**** Records shown

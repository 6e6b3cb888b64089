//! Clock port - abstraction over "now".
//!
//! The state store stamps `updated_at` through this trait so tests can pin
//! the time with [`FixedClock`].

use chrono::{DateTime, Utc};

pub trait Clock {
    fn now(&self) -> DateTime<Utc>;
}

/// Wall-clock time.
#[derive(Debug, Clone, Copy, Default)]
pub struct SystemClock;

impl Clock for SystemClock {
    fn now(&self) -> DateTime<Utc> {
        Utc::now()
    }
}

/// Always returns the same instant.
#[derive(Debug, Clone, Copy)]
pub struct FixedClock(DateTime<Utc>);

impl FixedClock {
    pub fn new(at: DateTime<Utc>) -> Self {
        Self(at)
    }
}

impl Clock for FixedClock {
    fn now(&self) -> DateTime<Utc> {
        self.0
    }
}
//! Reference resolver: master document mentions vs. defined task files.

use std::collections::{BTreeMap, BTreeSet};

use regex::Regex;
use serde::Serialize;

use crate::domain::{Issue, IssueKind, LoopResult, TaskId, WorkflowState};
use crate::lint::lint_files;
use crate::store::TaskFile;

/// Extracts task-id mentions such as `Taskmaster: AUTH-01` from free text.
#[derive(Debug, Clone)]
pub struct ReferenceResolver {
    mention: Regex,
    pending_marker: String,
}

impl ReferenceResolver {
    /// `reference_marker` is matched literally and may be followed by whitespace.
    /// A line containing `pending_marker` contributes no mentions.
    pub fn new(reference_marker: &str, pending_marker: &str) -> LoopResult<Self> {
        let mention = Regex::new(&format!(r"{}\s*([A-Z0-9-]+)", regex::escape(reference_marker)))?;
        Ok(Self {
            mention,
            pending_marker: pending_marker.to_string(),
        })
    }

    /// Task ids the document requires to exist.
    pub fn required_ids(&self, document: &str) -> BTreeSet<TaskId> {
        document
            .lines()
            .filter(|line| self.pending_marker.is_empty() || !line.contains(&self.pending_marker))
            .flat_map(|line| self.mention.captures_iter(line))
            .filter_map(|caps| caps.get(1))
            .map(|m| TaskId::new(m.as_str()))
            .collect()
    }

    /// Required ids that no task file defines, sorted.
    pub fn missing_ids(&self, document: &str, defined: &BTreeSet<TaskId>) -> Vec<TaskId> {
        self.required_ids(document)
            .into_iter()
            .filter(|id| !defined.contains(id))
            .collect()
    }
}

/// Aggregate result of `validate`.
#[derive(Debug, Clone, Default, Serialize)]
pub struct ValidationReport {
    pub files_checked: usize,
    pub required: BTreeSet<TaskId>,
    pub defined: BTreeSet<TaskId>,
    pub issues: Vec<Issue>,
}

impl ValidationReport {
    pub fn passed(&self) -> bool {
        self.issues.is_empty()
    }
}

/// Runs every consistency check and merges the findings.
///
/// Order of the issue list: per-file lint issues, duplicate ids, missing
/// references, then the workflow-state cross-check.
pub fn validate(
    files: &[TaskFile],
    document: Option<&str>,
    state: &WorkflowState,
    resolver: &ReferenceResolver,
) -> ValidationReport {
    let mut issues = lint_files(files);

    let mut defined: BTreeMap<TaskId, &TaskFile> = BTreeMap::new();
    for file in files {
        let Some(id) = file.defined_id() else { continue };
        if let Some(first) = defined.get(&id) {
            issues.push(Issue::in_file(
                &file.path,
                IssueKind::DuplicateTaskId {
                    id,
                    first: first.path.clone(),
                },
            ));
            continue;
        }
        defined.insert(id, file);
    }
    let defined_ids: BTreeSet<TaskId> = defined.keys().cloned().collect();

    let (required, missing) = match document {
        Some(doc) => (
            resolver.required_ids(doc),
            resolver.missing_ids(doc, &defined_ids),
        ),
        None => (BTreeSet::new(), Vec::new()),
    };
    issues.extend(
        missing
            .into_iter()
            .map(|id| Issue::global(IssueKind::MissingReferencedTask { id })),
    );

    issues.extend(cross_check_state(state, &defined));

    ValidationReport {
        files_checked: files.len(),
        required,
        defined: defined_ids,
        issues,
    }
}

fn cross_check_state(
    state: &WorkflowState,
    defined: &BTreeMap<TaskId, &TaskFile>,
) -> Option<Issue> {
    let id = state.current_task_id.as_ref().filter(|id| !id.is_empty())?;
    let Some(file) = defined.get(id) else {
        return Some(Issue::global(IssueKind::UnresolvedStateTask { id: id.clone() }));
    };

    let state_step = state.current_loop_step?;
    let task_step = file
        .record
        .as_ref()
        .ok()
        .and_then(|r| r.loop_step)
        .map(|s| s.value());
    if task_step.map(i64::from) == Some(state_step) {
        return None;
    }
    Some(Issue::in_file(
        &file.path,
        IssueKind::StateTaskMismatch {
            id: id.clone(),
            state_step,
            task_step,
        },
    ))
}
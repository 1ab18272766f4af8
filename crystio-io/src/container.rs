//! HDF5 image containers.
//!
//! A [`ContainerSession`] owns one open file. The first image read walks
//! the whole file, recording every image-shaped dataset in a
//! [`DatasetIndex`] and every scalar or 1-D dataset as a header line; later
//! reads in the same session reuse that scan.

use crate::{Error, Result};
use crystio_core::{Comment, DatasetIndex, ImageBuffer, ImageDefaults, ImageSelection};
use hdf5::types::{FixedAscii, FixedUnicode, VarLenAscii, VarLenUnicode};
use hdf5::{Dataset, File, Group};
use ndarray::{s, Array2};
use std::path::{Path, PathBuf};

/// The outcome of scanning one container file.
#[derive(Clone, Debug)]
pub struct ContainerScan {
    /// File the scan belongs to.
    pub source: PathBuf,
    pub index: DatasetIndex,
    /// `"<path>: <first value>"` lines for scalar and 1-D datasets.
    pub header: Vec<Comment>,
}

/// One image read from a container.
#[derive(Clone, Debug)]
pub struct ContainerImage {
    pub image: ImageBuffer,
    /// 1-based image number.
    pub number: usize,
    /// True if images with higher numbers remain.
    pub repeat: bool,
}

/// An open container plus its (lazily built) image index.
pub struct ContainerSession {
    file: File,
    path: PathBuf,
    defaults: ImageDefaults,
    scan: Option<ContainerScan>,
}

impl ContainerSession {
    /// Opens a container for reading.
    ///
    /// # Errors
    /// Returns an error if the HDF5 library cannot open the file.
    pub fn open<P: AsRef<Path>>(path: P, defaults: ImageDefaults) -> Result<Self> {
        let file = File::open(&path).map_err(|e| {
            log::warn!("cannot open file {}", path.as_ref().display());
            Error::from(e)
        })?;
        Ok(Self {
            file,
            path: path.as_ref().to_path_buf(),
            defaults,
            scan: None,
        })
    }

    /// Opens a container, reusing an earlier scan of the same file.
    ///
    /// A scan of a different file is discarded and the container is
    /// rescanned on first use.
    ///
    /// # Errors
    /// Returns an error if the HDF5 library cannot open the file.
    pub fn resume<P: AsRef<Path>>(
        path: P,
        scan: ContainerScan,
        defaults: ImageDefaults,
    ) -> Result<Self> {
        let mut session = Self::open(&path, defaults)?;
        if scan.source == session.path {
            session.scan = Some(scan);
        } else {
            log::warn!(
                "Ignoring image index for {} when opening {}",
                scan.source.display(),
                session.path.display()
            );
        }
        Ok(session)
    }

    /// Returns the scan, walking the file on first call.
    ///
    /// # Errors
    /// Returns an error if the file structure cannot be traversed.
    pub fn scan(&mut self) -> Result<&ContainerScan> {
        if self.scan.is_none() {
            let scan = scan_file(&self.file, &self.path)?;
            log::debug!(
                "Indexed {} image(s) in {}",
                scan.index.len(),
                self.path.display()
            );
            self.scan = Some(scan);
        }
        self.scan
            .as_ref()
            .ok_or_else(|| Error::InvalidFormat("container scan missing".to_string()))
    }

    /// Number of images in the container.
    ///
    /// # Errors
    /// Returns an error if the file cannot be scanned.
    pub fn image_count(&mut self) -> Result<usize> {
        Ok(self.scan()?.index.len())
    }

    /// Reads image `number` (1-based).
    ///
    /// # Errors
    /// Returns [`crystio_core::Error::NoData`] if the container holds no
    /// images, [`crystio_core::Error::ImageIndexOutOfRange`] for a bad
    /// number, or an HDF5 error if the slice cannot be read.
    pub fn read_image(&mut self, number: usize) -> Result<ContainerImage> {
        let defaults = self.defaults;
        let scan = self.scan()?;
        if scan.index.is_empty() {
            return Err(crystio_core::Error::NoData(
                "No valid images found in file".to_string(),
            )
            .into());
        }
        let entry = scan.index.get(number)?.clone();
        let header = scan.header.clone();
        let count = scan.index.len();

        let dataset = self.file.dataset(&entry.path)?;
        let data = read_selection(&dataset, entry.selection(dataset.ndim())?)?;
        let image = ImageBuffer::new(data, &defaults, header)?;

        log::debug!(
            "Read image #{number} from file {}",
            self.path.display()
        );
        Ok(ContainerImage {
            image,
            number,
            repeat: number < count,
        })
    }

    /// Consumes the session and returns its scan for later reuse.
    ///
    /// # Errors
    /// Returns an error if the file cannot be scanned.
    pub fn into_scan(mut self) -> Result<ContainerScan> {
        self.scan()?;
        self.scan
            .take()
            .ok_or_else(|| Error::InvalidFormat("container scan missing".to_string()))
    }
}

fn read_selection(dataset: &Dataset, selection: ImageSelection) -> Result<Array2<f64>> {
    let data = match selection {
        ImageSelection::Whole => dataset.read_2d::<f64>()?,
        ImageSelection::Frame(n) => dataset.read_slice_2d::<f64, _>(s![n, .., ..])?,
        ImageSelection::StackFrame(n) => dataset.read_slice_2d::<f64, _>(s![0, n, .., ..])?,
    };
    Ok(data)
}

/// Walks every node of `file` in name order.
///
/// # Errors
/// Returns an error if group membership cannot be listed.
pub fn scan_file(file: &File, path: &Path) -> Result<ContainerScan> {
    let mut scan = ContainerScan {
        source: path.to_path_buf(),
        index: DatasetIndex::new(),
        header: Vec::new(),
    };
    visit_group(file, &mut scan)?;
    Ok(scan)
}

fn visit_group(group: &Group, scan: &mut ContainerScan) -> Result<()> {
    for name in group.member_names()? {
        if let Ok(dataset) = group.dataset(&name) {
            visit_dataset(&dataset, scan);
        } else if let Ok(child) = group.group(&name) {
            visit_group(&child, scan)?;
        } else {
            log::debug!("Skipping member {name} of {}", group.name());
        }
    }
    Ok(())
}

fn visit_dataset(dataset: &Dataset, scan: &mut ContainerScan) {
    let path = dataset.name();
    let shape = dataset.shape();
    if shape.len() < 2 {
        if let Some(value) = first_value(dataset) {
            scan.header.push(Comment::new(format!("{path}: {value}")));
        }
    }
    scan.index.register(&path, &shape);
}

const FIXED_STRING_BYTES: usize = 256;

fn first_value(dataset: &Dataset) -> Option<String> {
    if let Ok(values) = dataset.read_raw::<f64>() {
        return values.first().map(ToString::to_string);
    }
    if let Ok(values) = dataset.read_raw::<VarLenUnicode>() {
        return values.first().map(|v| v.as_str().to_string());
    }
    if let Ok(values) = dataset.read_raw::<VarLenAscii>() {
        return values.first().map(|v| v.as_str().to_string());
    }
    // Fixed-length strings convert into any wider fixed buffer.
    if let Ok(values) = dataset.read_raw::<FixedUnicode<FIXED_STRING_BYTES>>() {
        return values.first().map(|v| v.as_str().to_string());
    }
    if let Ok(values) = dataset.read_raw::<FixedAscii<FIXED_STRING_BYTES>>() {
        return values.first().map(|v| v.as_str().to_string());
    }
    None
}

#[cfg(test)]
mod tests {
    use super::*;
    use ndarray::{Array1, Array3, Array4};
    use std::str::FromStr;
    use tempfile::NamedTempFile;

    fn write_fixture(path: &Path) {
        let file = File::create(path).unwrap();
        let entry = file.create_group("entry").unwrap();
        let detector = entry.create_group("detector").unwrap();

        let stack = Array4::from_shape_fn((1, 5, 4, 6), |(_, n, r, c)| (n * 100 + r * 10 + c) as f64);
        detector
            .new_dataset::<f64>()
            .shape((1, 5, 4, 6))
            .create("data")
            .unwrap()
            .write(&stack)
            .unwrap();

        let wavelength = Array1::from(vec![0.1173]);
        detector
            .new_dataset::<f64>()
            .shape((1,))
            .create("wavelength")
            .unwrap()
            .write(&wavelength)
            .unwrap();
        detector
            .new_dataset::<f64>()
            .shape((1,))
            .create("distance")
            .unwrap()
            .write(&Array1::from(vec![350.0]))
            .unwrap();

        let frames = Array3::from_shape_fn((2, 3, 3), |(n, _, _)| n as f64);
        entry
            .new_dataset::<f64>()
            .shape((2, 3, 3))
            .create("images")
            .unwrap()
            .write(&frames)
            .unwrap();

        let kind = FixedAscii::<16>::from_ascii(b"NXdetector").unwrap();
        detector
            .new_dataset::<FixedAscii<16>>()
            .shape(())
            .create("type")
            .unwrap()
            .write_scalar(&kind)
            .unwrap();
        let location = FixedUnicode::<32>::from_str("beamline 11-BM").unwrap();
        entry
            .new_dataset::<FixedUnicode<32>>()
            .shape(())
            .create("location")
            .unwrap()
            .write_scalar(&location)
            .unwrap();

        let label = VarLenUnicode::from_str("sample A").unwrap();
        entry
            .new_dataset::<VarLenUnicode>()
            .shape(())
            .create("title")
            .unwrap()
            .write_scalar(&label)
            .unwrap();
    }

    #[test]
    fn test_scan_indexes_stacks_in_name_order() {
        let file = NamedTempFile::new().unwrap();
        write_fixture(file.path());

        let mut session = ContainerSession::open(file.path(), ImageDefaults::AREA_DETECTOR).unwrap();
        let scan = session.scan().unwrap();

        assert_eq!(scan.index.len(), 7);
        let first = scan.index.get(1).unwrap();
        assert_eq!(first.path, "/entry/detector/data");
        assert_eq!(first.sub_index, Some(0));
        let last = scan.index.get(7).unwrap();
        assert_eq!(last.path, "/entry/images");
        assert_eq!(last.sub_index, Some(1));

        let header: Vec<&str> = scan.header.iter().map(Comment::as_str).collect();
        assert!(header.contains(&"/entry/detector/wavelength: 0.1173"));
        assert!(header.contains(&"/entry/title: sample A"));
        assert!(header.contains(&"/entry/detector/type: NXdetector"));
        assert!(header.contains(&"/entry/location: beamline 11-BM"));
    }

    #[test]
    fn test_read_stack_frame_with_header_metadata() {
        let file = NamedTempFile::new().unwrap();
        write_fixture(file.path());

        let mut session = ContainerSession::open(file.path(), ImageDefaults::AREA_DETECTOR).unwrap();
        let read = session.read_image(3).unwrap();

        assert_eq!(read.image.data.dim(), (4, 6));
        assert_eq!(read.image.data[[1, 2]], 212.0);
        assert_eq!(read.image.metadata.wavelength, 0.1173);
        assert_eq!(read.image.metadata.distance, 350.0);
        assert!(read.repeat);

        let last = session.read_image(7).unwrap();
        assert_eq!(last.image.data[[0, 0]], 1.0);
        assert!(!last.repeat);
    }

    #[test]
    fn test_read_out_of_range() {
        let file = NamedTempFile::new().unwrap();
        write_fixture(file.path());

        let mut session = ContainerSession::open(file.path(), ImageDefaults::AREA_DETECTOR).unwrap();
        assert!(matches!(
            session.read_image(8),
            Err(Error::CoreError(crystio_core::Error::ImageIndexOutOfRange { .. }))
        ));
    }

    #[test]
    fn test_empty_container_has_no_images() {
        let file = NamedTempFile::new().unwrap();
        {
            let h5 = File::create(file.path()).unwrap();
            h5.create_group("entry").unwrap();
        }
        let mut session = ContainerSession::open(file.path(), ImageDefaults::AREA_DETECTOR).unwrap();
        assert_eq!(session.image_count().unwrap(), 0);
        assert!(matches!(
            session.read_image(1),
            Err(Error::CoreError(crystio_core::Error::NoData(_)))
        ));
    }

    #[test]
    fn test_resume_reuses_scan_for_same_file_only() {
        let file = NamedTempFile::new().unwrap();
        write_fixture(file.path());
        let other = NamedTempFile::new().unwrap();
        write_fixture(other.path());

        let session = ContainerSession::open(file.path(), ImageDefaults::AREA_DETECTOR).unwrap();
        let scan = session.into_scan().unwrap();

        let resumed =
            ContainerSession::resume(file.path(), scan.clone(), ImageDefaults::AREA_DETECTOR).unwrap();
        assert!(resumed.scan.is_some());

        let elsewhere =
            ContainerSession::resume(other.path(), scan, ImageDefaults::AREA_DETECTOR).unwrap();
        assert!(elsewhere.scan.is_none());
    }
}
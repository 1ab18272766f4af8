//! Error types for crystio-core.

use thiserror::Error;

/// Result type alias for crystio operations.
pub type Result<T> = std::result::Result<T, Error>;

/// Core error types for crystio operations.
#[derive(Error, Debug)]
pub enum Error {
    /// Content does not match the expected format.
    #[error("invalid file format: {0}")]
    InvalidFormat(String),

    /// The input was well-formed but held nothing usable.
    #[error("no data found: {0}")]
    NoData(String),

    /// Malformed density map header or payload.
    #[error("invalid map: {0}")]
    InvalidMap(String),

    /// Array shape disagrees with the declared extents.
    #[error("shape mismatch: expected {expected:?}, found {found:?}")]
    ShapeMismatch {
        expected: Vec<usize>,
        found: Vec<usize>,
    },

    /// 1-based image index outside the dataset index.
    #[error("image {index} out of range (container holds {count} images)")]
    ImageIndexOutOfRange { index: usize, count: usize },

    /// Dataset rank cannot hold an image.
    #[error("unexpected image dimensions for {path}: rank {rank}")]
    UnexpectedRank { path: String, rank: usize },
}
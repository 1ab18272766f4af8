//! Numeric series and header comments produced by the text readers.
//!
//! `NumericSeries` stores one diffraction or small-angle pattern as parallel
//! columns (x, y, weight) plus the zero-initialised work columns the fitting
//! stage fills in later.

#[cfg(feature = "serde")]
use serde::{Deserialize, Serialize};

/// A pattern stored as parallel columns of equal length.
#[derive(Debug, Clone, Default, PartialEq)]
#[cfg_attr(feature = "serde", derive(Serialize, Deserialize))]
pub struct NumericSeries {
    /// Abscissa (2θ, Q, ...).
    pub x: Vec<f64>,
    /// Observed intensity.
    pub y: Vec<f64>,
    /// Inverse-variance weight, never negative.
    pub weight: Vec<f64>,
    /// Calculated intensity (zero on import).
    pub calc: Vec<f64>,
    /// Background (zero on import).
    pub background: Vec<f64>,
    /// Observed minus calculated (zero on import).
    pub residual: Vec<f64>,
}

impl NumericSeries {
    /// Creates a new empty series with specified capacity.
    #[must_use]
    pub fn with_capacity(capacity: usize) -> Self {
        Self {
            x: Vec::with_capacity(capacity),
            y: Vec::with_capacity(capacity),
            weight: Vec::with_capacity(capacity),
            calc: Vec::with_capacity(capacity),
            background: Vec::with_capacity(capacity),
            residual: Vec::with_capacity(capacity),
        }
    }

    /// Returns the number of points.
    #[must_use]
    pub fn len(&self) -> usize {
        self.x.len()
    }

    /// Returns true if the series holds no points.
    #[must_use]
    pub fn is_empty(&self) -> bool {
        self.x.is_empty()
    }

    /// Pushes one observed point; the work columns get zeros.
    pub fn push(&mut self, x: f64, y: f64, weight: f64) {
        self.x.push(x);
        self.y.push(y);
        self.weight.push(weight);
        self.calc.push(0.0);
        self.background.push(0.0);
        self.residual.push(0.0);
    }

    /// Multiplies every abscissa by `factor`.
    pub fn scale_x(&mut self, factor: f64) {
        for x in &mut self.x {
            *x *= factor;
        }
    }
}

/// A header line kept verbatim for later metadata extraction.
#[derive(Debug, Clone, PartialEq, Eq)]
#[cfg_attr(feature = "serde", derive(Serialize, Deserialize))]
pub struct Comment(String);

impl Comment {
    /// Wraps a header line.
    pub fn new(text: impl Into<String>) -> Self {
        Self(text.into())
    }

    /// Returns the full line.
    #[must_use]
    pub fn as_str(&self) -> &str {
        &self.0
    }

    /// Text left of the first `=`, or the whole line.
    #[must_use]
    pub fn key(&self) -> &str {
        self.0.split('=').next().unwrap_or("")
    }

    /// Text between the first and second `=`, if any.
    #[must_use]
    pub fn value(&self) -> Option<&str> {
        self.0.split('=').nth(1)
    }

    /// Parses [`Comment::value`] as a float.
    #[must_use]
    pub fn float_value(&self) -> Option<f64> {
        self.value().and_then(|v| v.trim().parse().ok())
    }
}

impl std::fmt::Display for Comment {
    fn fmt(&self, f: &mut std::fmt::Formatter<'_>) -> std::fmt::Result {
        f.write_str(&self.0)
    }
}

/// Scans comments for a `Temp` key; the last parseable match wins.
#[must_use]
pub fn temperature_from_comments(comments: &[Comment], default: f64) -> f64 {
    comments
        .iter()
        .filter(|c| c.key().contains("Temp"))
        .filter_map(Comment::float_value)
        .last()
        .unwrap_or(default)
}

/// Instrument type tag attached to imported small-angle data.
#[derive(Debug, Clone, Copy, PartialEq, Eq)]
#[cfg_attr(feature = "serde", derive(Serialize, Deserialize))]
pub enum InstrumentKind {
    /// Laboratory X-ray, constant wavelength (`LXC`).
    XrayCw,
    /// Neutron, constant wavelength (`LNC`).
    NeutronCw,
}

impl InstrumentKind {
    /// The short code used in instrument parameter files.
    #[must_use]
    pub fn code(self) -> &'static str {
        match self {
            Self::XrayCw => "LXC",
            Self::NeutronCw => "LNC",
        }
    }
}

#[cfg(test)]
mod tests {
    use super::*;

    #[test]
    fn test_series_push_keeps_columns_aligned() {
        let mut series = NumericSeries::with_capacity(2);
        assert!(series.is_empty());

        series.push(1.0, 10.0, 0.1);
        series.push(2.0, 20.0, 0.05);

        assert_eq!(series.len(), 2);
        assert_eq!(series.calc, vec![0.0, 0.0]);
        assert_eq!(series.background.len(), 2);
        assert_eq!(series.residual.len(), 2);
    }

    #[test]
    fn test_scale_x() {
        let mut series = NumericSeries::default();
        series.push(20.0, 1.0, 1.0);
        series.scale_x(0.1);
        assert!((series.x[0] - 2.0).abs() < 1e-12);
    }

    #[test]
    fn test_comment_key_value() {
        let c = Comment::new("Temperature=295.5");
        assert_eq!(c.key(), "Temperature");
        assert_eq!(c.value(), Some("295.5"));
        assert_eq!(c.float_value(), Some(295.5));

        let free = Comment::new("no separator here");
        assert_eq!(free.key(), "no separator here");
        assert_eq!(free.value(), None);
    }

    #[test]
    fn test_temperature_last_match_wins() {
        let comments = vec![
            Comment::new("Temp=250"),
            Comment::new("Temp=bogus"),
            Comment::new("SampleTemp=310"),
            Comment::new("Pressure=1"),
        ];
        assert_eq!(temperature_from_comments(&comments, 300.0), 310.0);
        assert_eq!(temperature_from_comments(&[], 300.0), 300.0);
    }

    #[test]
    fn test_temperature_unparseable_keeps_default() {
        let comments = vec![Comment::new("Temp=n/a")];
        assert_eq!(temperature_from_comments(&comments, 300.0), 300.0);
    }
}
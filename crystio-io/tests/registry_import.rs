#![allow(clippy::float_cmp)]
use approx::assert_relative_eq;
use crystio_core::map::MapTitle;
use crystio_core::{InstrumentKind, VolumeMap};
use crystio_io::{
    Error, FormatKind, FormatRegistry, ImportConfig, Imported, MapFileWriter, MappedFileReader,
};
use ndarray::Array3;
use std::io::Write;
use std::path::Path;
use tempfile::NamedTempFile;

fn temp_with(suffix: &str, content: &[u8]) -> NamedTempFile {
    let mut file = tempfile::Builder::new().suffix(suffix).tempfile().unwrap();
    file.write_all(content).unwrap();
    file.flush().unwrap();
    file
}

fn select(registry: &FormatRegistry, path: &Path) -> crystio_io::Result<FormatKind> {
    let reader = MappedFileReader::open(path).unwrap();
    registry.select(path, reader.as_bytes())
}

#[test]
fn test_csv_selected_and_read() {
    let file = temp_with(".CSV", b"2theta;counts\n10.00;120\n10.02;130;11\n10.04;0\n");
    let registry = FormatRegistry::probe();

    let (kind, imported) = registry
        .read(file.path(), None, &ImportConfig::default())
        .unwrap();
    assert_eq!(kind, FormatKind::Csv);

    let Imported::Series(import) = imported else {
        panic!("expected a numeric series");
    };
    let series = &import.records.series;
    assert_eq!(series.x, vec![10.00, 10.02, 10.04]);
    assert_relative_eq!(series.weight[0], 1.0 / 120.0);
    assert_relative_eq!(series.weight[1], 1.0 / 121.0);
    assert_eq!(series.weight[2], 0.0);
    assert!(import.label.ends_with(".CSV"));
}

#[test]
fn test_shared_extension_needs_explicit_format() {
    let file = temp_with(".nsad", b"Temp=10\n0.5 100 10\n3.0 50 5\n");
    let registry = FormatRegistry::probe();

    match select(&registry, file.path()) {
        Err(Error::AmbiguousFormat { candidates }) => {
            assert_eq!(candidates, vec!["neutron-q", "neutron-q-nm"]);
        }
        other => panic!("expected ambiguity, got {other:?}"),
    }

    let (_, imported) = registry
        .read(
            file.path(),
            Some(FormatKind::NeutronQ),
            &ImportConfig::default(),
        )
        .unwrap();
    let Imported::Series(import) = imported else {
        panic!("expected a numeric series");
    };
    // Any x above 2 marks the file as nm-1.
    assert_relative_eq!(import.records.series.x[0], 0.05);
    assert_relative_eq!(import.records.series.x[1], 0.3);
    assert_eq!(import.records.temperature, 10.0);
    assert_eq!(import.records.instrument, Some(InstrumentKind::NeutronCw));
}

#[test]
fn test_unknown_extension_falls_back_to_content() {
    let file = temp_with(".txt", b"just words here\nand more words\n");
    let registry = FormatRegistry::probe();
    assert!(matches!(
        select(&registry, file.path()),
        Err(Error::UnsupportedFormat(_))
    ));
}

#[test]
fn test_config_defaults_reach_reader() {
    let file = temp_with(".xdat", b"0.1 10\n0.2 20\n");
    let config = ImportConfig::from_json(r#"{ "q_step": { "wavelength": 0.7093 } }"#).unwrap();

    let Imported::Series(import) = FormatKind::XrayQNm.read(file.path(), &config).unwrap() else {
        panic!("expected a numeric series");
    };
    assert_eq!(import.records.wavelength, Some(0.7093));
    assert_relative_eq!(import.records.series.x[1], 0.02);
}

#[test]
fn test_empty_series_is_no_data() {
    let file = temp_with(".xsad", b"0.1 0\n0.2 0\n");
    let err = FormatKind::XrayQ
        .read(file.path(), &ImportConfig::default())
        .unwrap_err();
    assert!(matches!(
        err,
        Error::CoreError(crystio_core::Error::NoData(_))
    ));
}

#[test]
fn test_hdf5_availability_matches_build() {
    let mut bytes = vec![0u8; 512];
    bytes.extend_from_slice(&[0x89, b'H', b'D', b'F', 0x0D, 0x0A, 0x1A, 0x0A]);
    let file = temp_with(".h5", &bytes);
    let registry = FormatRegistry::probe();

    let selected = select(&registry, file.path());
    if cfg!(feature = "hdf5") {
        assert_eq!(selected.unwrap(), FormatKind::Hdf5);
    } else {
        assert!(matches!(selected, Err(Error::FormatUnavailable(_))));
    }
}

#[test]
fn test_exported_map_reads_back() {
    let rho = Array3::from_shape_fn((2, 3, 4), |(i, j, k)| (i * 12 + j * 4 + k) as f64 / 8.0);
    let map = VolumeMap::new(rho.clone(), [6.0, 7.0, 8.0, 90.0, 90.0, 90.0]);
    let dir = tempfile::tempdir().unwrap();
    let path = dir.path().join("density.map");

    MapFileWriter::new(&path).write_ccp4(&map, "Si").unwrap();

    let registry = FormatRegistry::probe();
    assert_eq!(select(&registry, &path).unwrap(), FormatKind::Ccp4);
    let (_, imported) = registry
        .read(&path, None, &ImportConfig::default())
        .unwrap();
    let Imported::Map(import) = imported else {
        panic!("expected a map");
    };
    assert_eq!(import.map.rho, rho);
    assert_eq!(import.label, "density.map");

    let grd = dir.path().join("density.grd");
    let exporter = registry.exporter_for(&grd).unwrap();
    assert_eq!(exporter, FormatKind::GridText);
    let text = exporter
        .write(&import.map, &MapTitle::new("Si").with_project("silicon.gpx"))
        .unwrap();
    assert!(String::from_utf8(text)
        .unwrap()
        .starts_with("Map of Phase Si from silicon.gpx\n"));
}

********

● **Directions**
The expected answer is every line above in which the word "weight" appears.

● **Exercise answer**
//! columns (x, y, weight) plus the zero-initialised work columns the fitting
    /// Inverse-variance weight, never negative.
    pub weight: Vec<f64>,
            weight: Vec::with_capacity(capacity),
    pub fn push(&mut self, x: f64, y: f64, weight: f64) {
        self.weight.push(weight);
    assert_relative_eq!(series.weight[0], 1.0 / 120.0);
    assert_relative_eq!(series.weight[1], 1.0 / 121.0);
    assert_eq!(series.weight[2], 0.0);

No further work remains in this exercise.